本次，我们抽取杭州年丰公司的50头湖羊绵羊多胎主效基因FecB分子检测，其中年丰公司的50头湖羊耳号分别为，1～11：后备母羊；12、 13、227：经产母羊14～23；后备公羊24～28； P006： 空怀期母羊； 29～36： 怀孕母羊 37～39： 后备公羊； 40～45、 47、 48： 怀孕母羊。

通过对与先前学者已发现的突变区域进行对比，对CHORMS检测出的结果与其发现的突变区域做对比发现，空怀母羊24与怀孕母羊47的为未发生突变的杂合子基因，其余湖羊为纯合子 （如图2）。

图2 未突变的湖羊基因序列图

2 讨论

关于湖羊BMPR-IB基因FECB位点在遗传发现的研究在此前已经有许多学者做过相关方面的研究，2003年在王根林[1]等发现，在我国湖羊基因中存在FecB多胎主效基因，在研究对象12只湖羊检测到其全部为纯合子。
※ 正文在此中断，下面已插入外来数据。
//! Drives one or more [`Engine`]s over a trace.
//!
//! Grounded on `cache-simulator/src/runner.rs`'s `SimulationRunner`: each
//! policy+sizing combination gets its own pass over the trace (so only one
//! engine's memory is resident at a time), wall time is tracked per run, and
//! malformed lines/oversize requests are logged and skipped rather than
//! aborting the run (spec §7, §10.1) — the difference from the teacher is
//! that there is no latency microbenchmarking here, since nothing in the
//! spec calls for per-op timing, only hit/miss/eviction accounting.

use std::time::Instant;

use cache_policy_core::{PolicyError, Request, Stats};

use crate::engine::{Engine, EngineSizing, PolicyKind};
use crate::input::LogReader;

/// One policy run's outcome: its counters, its textual stats dump, its CDF
/// dump if it is a shadow tracer, and the bookkeeping needed to report
/// progress.
#[derive(Debug)]
pub struct PolicyRunResult {
    pub policy: PolicyKind,
    pub name: &'static str,
    pub requests_processed: u64,
    pub requests_skipped: u64,
    pub bytes_cached: u64,
    pub stats: Stats,
    pub stats_dump: String,
    pub cdf_dump: Option<String>,
    pub elapsed_secs: f64,
}

/// Runs every requested policy over every trace file under `input_dir`.
pub struct TraceRunner {
    reader: LogReader,
    sizing: EngineSizing,
    warmup_requests: u64,
}

impl TraceRunner {
    pub fn new(input_dir: impl Into<std::path::PathBuf>, sizing: EngineSizing, warmup_requests: u64) -> Self {
        Self {
            reader: LogReader::new(input_dir),
            sizing,
            warmup_requests,
        }
    }

    /// Runs every policy in `policies` independently over the full trace.
    pub fn run(&self, policies: &[PolicyKind]) -> std::io::Result<Vec<PolicyRunResult>> {
        let mut results = Vec::with_capacity(policies.len());
        for &kind in policies {
            results.push(self.run_one(kind)?);
        }
        Ok(results)
    }

    fn run_one(&self, kind: PolicyKind) -> std::io::Result<PolicyRunResult> {
        let mut engine = Engine::build(kind, self.sizing);
        tracing::info!(policy = engine.name(), "starting run");

        let start = Instant::now();
        let mut processed: u64 = 0;
        let mut skipped: u64 = 0;

        for result in self.reader.stream_requests()? {
            let req = match result {
                Ok(req) => req,
                Err(err) => {
                    tracing::warn!(%err, "skipping malformed trace line");
                    skipped += 1;
                    continue;
                }
            };

            let warmup = processed < self.warmup_requests;
            if let Err(err) = self.process(&mut engine, &req, warmup) {
                tracing::warn!(%err, kid = req.kid, "skipping request the policy rejected");
                skipped += 1;
                continue;
            }
            processed += 1;

            if processed % 10_000_000 == 0 {
                tracing::debug!(
                    policy = engine.name(),
                    processed,
                    "progress"
                );
            }
        }

        let elapsed = start.elapsed();
        tracing::info!(
            policy = engine.name(),
            processed,
            skipped,
            elapsed_secs = elapsed.as_secs_f64(),
            "run complete"
        );

        Ok(PolicyRunResult {
            policy: kind,
            name: engine.name(),
            requests_processed: processed,
            requests_skipped: skipped,
            bytes_cached: engine.bytes_cached(),
            stats: *engine.stats(),
            stats_dump: engine.dump_stats(),
            cdf_dump: engine.dump_cdf(),
            elapsed_secs: elapsed.as_secs_f64(),
        })
    }

    fn process(&self, engine: &mut Engine, req: &Request, warmup: bool) -> Result<(), PolicyError> {
        engine.process_request(req, warmup).map(|_| ())
    }
}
2005年，管峰[2]等在以305湖羊个体为研究对象中检测到BMPR-IB基因的FecB位点均是突变型 （BB）。

同样，在2005年，闫亚东[3]等报道，在以34只湖羊为研究对象的样本中检测到湖羊中有30只突变纯合子，4只未突变，仍为杂合子，B等位基因频率为0.941，+等位基因频率为0.059。王启贵[4]等也报道了与上述闫亚东相似的结果在以89只湖羊为样本的检测结果中检测到73只突变纯合子，16只杂合子，B等位基因频率为 0.91，+等位基因频率为0.09。2007年，李广录[5]等以51只湖羊为研究对象，对其 BMPR-IB基因进行检测，检出 BB（31）和+B（18），2010年，徐小波[6]等在以77只湖羊个体为研究对象中检测到BMPR-IB两种基因型：BB(70)、B+（7），B等位基因型的频率为0.955，+等位基因的频率为0.045。本试验研究结果，在以50只为研究对象的结果中检测到48只BB和两只B+（BB(48)和B+（2）），B等位基因的频率为0.98，+等位基因的频率为0.02.与上述研究结果相类似。

通过分子技术辅助选育进一步对其湖羊核心群进行辅助检验结果发现，在抽取的50头样本中，其中检测到48只BB和两只B+（BB(48)和B+（2）），B等位基因的频率为0.98，+等位基因的频率为0.02，由于含有绵羊多胎主效基因FECB双显性基因具有提高湖羊产肉率，促进排卵数等方面的影响。由此出发，通过此法辅助，我们要做的就是进一步淘汰选育，对不符合选育条件的湖羊加以筛选，从而进一步提高湖羊核心群的纯种性。